Gell interrupted Hoke. "I still deny the charges," he blurted out.

This gave more fuel to Hoke, who asked jurors to think about how important it was for them to feel safe in their own homes.

"Look at that feeling of peace, joy, comfort in your own home," he said. Contrast it to the act done "at the hands of this man who has not yet acknowledged any sorrow."

He addressed the jury, calling each member by name, and then:

"From the Old Testament and the Book of Numbers, anyone who kills a person is to be put to death as a murderer upon the testimony of witnesses. You've heard the testimony of witnesses. ... Now, they might argue to you the New Testament changes all that. No, it doesn't. Jesus didn't come to destroy the law or the prophecies of the Old Testament. He came to fulfill them.

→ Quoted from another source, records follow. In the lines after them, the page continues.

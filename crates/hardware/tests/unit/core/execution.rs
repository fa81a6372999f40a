//! # CPU Execution Tests
//!
//! Opcode semantics, control flow, faults, and run-mode termination, driven
//! through the shared `TestContext`.

use neander_core::common::Fault;
use neander_core::config::Config;
use neander_core::core::ExecState;
use neander_core::core::cpu::execution::RunOutcome;
use neander_core::core::units::cache::CacheKind;
use neander_core::isa::{Category, Mnemonic};
use pretty_assertions::assert_eq;
use proptest::prelude::*;
use rstest::rstest;

use crate::common::TestContext;

#[test]
fn load_then_halt_reads_through_cold_data_cache() {
    let mut ctx = TestContext::new().load("LDA 10\nHLT").poke(10, 5);

    let report = ctx.run();
    assert_eq!(report.outcome, RunOutcome::Halted);
    assert_eq!(report.steps, 2);
    assert_eq!(ctx.ac(), 5);
    assert_eq!(ctx.sim.state(), ExecState::Halted);

    let dcache = ctx.sim.cache_stats(CacheKind::Data);
    assert_eq!((dcache.hits, dcache.misses), (0, 1));
    assert_eq!(dcache.tag, Some(0));
}

#[test]
fn vector_program_step_by_step() {
    let src = "VLD 11\nLDA 15\nVEADD\nVNOT\nVST 20\nHLT\n\n\n1\n2\n3\n4\n10";
    let mut ctx = TestContext::new().load(src);

    assert_eq!(ctx.step(), ExecState::Running);
    assert_eq!(ctx.vac(), [1, 2, 3, 4]);
    let _ = ctx.step();
    assert_eq!(ctx.ac(), 10);
    let _ = ctx.step();
    assert_eq!(ctx.vac(), [11, 12, 13, 14]);
    let _ = ctx.step();
    assert_eq!(ctx.vac(), [244, 243, 242, 241]);
    let _ = ctx.step();
    assert_eq!(
        [ctx.mem(20), ctx.mem(21), ctx.mem(22), ctx.mem(23)],
        [244, 243, 242, 241]
    );
    assert_eq!(ctx.step(), ExecState::Halted);
    assert_eq!(ctx.pc(), 8);
}

#[test]
fn jump_to_self_trips_the_loop_guard() {
    let mut ctx = TestContext::new().load("JMP 0");

    let report = ctx.run();
    assert_eq!(report.outcome, RunOutcome::LoopGuardTripped);
    assert_eq!(report.steps, 10_000);
    assert_eq!(ctx.sim.state(), ExecState::Running);
    assert_eq!(ctx.pc(), 0);
}

#[test]
fn loop_guard_comes_from_config() {
    let mut config = Config::default();
    config.execution.loop_guard = 7;
    let mut ctx = TestContext::with_config(&config).load("JMP 0");
    assert_eq!(ctx.run().steps, 7);
}

#[test]
fn store_over_code_is_visible_to_later_load() {
    let src = "LDA 10\nSTA 0\nLDA 0\nHLT\n\n\n\n77";
    let mut ctx = TestContext::new().load(src);
    assert_eq!(ctx.cpu().memory.class(0), Some(Category::Operand));

    assert_eq!(ctx.run().outcome, RunOutcome::Halted);
    assert_eq!(ctx.mem(0), 77);
    assert_eq!(ctx.ac(), 77);
    assert_eq!(ctx.cpu().memory.class(0), None);
}

#[test]
fn store_into_cached_code_is_fetched() {
    // Cell 5 starts as NOP; the store turns it into HLT while the block is resident.
    let src = "LDA 20\nSTA 5\nNOP\nNOP\nJMP 0";
    let mut ctx = TestContext::new().load(src).poke(20, 240);

    let report = ctx.run();
    assert_eq!(report.outcome, RunOutcome::Halted);
    assert_eq!(ctx.pc(), 5);
}

#[test]
fn empty_memory_runs_off_the_end() {
    let mut ctx = TestContext::new().load("");

    let report = ctx.run();
    assert_eq!(
        report.outcome,
        RunOutcome::Faulted {
            fault: Fault::PcOutOfBounds { pc: 256 }
        }
    );
    assert_eq!(report.steps, 256);
}

#[test]
fn invalid_opcode_faults_without_executing() {
    let mut ctx = TestContext::new().load("1");

    let report = ctx.run();
    assert_eq!(
        report.outcome,
        RunOutcome::Faulted {
            fault: Fault::InvalidOpcode { opcode: 1, pc: 0 }
        }
    );
    assert_eq!(report.steps, 0);
    assert_eq!(ctx.pc(), 0);
    assert_eq!(
        Fault::InvalidOpcode { opcode: 1, pc: 0 }.to_string(),
        "Invalid opcode 1 at address 0"
    );
}

#[test]
fn operand_instruction_in_last_cell_reads_operand_zero() {
    let mut ctx = TestContext::new().poke(255, 32).poke(0, 9);
    ctx.sim.cpu.regs.pc = 255;

    assert_eq!(ctx.step(), ExecState::Running);
    assert_eq!(ctx.ac(), 9);
    assert_eq!(ctx.pc(), 257);
    assert_eq!(
        ctx.step(),
        ExecState::Faulted {
            fault: Fault::PcOutOfBounds { pc: 257 }
        }
    );
}

#[test]
fn terminal_state_is_sticky_until_reset() {
    let mut ctx = TestContext::new().load("HLT");
    assert_eq!(ctx.step(), ExecState::Halted);
    assert_eq!(ctx.step(), ExecState::Halted);
    assert_eq!(ctx.pc(), 0);

    let report = ctx.run();
    assert_eq!((report.outcome, report.steps), (RunOutcome::Halted, 0));

    ctx.sim.reset();
    assert_eq!(ctx.sim.state(), ExecState::Running);
}

#[rstest]
#[case("ADD", 200, 100, 44)]
#[case("OR", 0b1010_0000, 0b0000_0101, 0b1010_0101)]
#[case("AND", 0b1111_0000, 0b0011_1100, 0b0011_0000)]
#[case("LDA", 1, 2, 2)]
fn alu_with_memory_operand(
    #[case] op: &str,
    #[case] ac: u8,
    #[case] operand: u8,
    #[case] expected: u8,
) {
    let src = format!("LDA 10\n{op} 11\nHLT");
    let mut ctx = TestContext::new().load(&src).poke(10, ac).poke(11, operand);
    let _ = ctx.run();
    assert_eq!(ctx.ac(), expected);
}

#[test]
fn not_complements_ac() {
    let mut ctx = TestContext::new().load("LDA 10\nNOT\nHLT").poke(10, 0x0F);
    let _ = ctx.run();
    assert_eq!(ctx.ac(), 0xF0);
    assert!(ctx.cpu().regs.negative());
}

/// Layout: LDA 0-1, J? 2-3, HLT 4, NOT 5, HLT 6, data at 10.
#[rstest]
#[case("JN", 200, true)]
#[case("JN", 5, false)]
#[case("JZ", 0, true)]
#[case("JZ", 1, false)]
fn conditional_jumps(#[case] op: &str, #[case] value: u8, #[case] taken: bool) {
    let src = format!("LDA 10\n{op} 5\nHLT\nNOT\nHLT");
    let mut ctx = TestContext::new().load(&src).poke(10, value);

    assert_eq!(ctx.run().outcome, RunOutcome::Halted);
    if taken {
        assert_eq!(ctx.pc(), 6);
        assert_eq!(ctx.ac(), !value);
    } else {
        assert_eq!(ctx.pc(), 4);
        assert_eq!(ctx.ac(), value);
    }
}

#[test]
fn vector_lanes_past_memory_are_skipped() {
    let mut ctx = TestContext::new()
        .load("VLD 20\nVLD 254\nVST 253\nHLT")
        .poke(20, 1)
        .poke(21, 2)
        .poke(22, 3)
        .poke(23, 4)
        .poke(253, 50)
        .poke(254, 7)
        .poke(255, 8);

    let _ = ctx.step_n(2);
    assert_eq!(ctx.vac(), [7, 8, 3, 4]);
    assert_eq!(ctx.step_n(2), ExecState::Halted);
    assert_eq!([ctx.mem(253), ctx.mem(254), ctx.mem(255)], [7, 8, 3]);
    assert_eq!(ctx.mem(0), 241);
}

#[rstest]
#[case("VADD", [250, 1, 2, 3], [10, 10, 10, 10], [4, 11, 12, 13])]
#[case("VOR", [0x0F, 0, 1, 2], [0xF0, 1, 1, 1], [0xFF, 1, 1, 3])]
#[case("VAND", [0x0F, 3, 6, 255], [0xFC, 1, 2, 128], [0x0C, 1, 2, 128])]
fn lanewise_vector_ops(
    #[case] op: &str,
    #[case] a: [u8; 4],
    #[case] b: [u8; 4],
    #[case] expected: [u8; 4],
) {
    let src = format!("VLD 20\n{op} 30\nHLT");
    let mut ctx = TestContext::new().load(&src);
    for lane in 0..4u8 {
        ctx = ctx
            .poke(20 + lane, a[usize::from(lane)])
            .poke(30 + lane, b[usize::from(lane)]);
    }
    let _ = ctx.run();
    assert_eq!(ctx.vac(), expected);
}

#[test]
fn trace_log_records_executed_instructions() {
    let mut config = Config::default();
    config.general.trace_instructions = true;
    let mut ctx = TestContext::with_config(&config).load("LDA 10\nNOT\nHLT");
    let _ = ctx.run();

    let log: Vec<(u8, Mnemonic, Option<u8>)> = ctx
        .cpu()
        .trace_log
        .iter()
        .map(|e| (e.pc, e.mnemonic, e.operand))
        .collect();
    assert_eq!(
        log,
        vec![
            (0, Mnemonic::Lda, Some(10)),
            (2, Mnemonic::Not, None),
            (3, Mnemonic::Hlt, None),
        ]
    );
}

#[test]
fn trace_log_is_off_by_default() {
    let mut ctx = TestContext::new().load("HLT");
    let _ = ctx.run();
    assert!(ctx.cpu().trace_log.is_empty());
}

proptest! {
    #[test]
    fn flags_track_ac_after_alu_steps(
        ops in prop::collection::vec(prop::sample::select(vec!["LDA", "ADD", "OR", "AND", "NOT"]), 1..12),
        data in any::<u8>(),
    ) {
        let lines: Vec<String> = ops
            .iter()
            .map(|op| if *op == "NOT" { op.to_string() } else { format!("{op} 250") })
            .collect();
        let mut ctx = TestContext::new().load(&lines.join("\n")).poke(250, data);

        let mut expected: u8 = 0;
        for op in &ops {
            let _ = ctx.step();
            expected = match *op {
                "LDA" => data,
                "ADD" => expected.wrapping_add(data),
                "OR" => expected | data,
                "AND" => expected & data,
                _ => !expected,
            };
            let regs = &ctx.cpu().regs;
            prop_assert_eq!(regs.ac(), expected);
            prop_assert_eq!(regs.zero(), expected == 0);
            prop_assert_eq!(regs.negative(), expected & 0x80 != 0);
        }
    }
}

"Listen to this in Deuteronomy. 'Cursed is the man who kills his neighbor secretly and all the people shall say amen. Cursed is the man who kills an innocent person for money, and all the people shall say amen.' It's time to sentence this man, a murderer, to die, and let the people of Bertie County say amen."

The jury needed just two hours to reach a conclusion: death.

As ironically noted by Mr. Neff, "getting sentenced to death was a lucky break for Alan Gell."

As a death row convict, Gell became entitled to two attorneys, paid by the state, to review the entire case -- both the conduct of the trial and the conduct of police and prosecutorial authority in building the investigation and the case against him. Enter Mary Pollard and Jim Cooney. To make this long, tortured story just a bit shorter, suffice to say that Pollard and Cooney undertook the admirable leg work work not even contemplated by any of Alan's prior counsel.

Pollard immediately realized that the date of death was the crucial issue in the case. She contacted Dr. M.G.F. Gilliland, the forensic pathologist who had testified for the prosecution at trial that Jenkins' was killed in a loosely framed window between April 3-8, 1995. Gilliland's testimony was, obviously, a linchpin on which the jury hung its hat in deciding the guilt of Alan Gell. Because ambient temperature, more than any other factor, determines the rate at which a corpse decomposes, and because there was no data given to her regarding the temperature of Jenkins' home in the time between his murder and the discovery of his body, Gilliland told Pollard that she could not more precisely estimate the date of his demise.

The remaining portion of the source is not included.